Kowalski jest jednym z pięciorga posłów LPR, którzy odpowiedzieli na ofertę wejścia do koalicji, wystosowaną przez prezesa PiS Jarosława Kaczyńskiego do posłanki Anny Sobeckiej.
"To dobre, gwarantujące Lidze partnerskie warunki uczestnictwa w koalicji rządowej" - powiedział Kowalski na wtorkowej konferencji prasowej, po rozmowach z politykami PiS. Kowalski zaznaczył, że to Rada Polityczna LPR zdecyduje, czy przyjąć tę ofertę. "Jestem dobrej myśli" - podkreślił.
"Będziemy przekonywać wszystkich członków Rady Politycznej, w tym (prezesa LPR) Romana Giertycha" - zapowiedział wiceszef LPR. Giertych niejednokrotnie wypowiadał się negatywnie o wejściu Ligi do koalicji z PiS.
Zdaniem lidera LPR Romana Giertycha, zespół negocjacyjny, któremu przewodzi Kowalski, może przynieść "tylko słowa pana (Przemysława) Gosiewskiego (przewodniczącego klubu PiS)". "Nie mamy się do czego ustosunkowywać (...) ale oczywiście wysłuchamy" - podkreślił w rozmowie z PAP.
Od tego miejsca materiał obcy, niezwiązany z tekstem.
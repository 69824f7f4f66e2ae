//! Player state owned by the engine

use serde::{Deserialize, Serialize};
use std::collections::BTreeMap;

use crate::core::config::PlayerDefaults;
use crate::core::types::Millis;
use crate::data::UpgradeEffect;

/// How much of an upgrade the player owns
#[derive(Debug, Clone, Copy, PartialEq, Eq, Serialize, Deserialize)]
#[serde(untagged)]
pub enum Ownership {
    /// One-shot upgrade
    Owned(bool),
    /// Purchases of a repeatable upgrade
    Count(u32),
}

/// Upgrade id -> ownership
#[derive(Debug, Clone, Default, PartialEq, Serialize, Deserialize)]
pub struct UpgradeLedger {
    owned: BTreeMap<String, Ownership>,
}

impl UpgradeLedger {
    pub fn new() -> Self {
        Self::default()
    }

    /// True once the upgrade has been bought at least once
    pub fn owns(&self, id: &str) -> bool {
        match self.owned.get(id) {
            Some(Ownership::Owned(owned)) => *owned,
            Some(Ownership::Count(n)) => *n > 0,
            None => false,
        }
    }

    /// Number of purchases (one-shot upgrades count as 1)
    pub fn count(&self, id: &str) -> u32 {
        match self.owned.get(id) {
            Some(Ownership::Owned(true)) => 1,
            Some(Ownership::Count(n)) => *n,
            _ => 0,
        }
    }

    pub fn get(&self, id: &str) -> Option<Ownership> {
        self.owned.get(id).copied()
    }

    pub(crate) fn record(&mut self, id: &str, repeatable: bool) {
        if repeatable {
            let n = self.count(id);
            self.owned.insert(id.to_string(), Ownership::Count(n + 1));
        } else {
            self.owned.insert(id.to_string(), Ownership::Owned(true));
        }
    }
}

/// Accumulated upgrade effects consulted by the engine
#[derive(Debug, Clone, PartialEq, Serialize, Deserialize)]
pub struct Perks {
    /// Multiplies every follower award; starts at 1.0
    pub speed_bonus: f64,
    pub batch_actions: bool,
    pub auto_engagement: bool,
    pub viral_boost: bool,
    pub energy_efficiency: bool,
}

impl Default for Perks {
    fn default() -> Self {
        Self {
            speed_bonus: 1.0,
            batch_actions: false,
            auto_engagement: false,
            viral_boost: false,
            energy_efficiency: false,
        }
    }
}

/// The single mutable player record
#[derive(Debug, Clone, PartialEq, Serialize, Deserialize)]
pub struct PlayerState {
    pub name: String,
    pub followers: u64,
    pub energy: u32,
    pub max_energy: u32,
    /// Sub-unit energy carried between awards, always in [0, 1)
    pub fractional_energy: f64,
    pub combo: u32,
    pub streak: u32,
    pub last_action_time: Option<Millis>,
    pub last_post_time: Option<Millis>,
    pub post_cooldown: Millis,
    pub total_posts: u64,
    pub total_likes: u64,
    pub total_comments: u64,
    pub upgrades: UpgradeLedger,
    pub perks: Perks,
    pub game_start_time: Millis,
    pub game_completion_time: Option<Millis>,
}

impl PlayerState {
    pub fn fresh(defaults: &PlayerDefaults, now: Millis) -> Self {
        Self {
            name: defaults.name.clone(),
            followers: defaults.followers,
            energy: defaults.energy,
            max_energy: defaults.max_energy,
            fractional_energy: 0.0,
            combo: 0,
            streak: 0,
            last_action_time: None,
            last_post_time: None,
            post_cooldown: defaults.post_cooldown_ms,
            total_posts: defaults.total_posts,
            total_likes: defaults.total_likes,
            total_comments: defaults.total_comments,
            upgrades: UpgradeLedger::new(),
            perks: Perks::default(),
            game_start_time: now,
            game_completion_time: None,
        }
    }

    /// Energy actually charged for a nominal cost
    pub fn effective_cost(&self, amount: u32) -> u32 {
        if self.perks.energy_efficiency {
            amount.div_ceil(2)
        } else {
            amount
        }
    }

    /// Apply an upgrade's effect to the state
    pub(crate) fn apply_effect(&mut self, effect: UpgradeEffect) {
        match effect {
            UpgradeEffect::MaxEnergy { amount } => {
                self.max_energy += amount;
            }
            UpgradeEffect::CooldownReduction { amount_ms, floor_ms } => {
                let reduced = self.post_cooldown.saturating_sub(amount_ms).max(floor_ms);
                // The floor never raises an already-shorter cooldown
                self.post_cooldown = reduced.min(self.post_cooldown);
            }
            UpgradeEffect::CooldownHalving { floor_ms } => {
                let halved = (self.post_cooldown / 2).max(floor_ms);
                self.post_cooldown = halved.min(self.post_cooldown);
            }
            UpgradeEffect::SpeedBonus { amount } => {
                self.perks.speed_bonus += amount;
            }
            UpgradeEffect::BatchActions => self.perks.batch_actions = true,
            UpgradeEffect::AutoEngagement => self.perks.auto_engagement = true,
            UpgradeEffect::ViralBoost => self.perks.viral_boost = true,
            UpgradeEffect::EnergyEfficiency => self.perks.energy_efficiency = true,
        }
    }
}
Kowalski zaznaczył, że w kwestii programu zespoły negocjacyjne porozumiały się m.in. co do polityki prorodzinnej, rozwoju transportu oraz zmian w prawie spółdzielczym.
Porozumienie LPR oraz PiS miałoby również opierać się na wspólnym starcie w wyborach samorządowych.
"Tekst porozumienia o wspólnym starcie w wyborach samorządowych przewiduje wspólne listy na poziomie samorządów wojewódzkich i w wielkich miastach oraz wspólne wystawienie kandydatów w wyborach bezpośrednich" - wyjaśnił Kowalski. Jak dodał, oba ugrupowania zachowałyby odrębność organizacyjną i programową oraz "partnerskie proporcje".
Kowalski nie chciał zdradzić, który resorty LPR mógłby objąć w ewentualnym koalicyjnym rządzie. Podkreślił, że będzie to tematem ostatecznej rozmowy z politykami PiS zaplanowanej na godz. 18. Dodał, że jest to "pewna pula", zarówno ministrów, jak i wiceministrów. "Minimum jeden minister" - zaznaczył.
Jeszcze przed spotkanie polityk LPR mówił, że ministerstwa, którymi Liga jest zainteresowana są "adekwatne" do programu partii. "W grę wchodzą takie kwestie jak polityka społeczna, edukacja, transport, gospodarka" - wyjaśnił.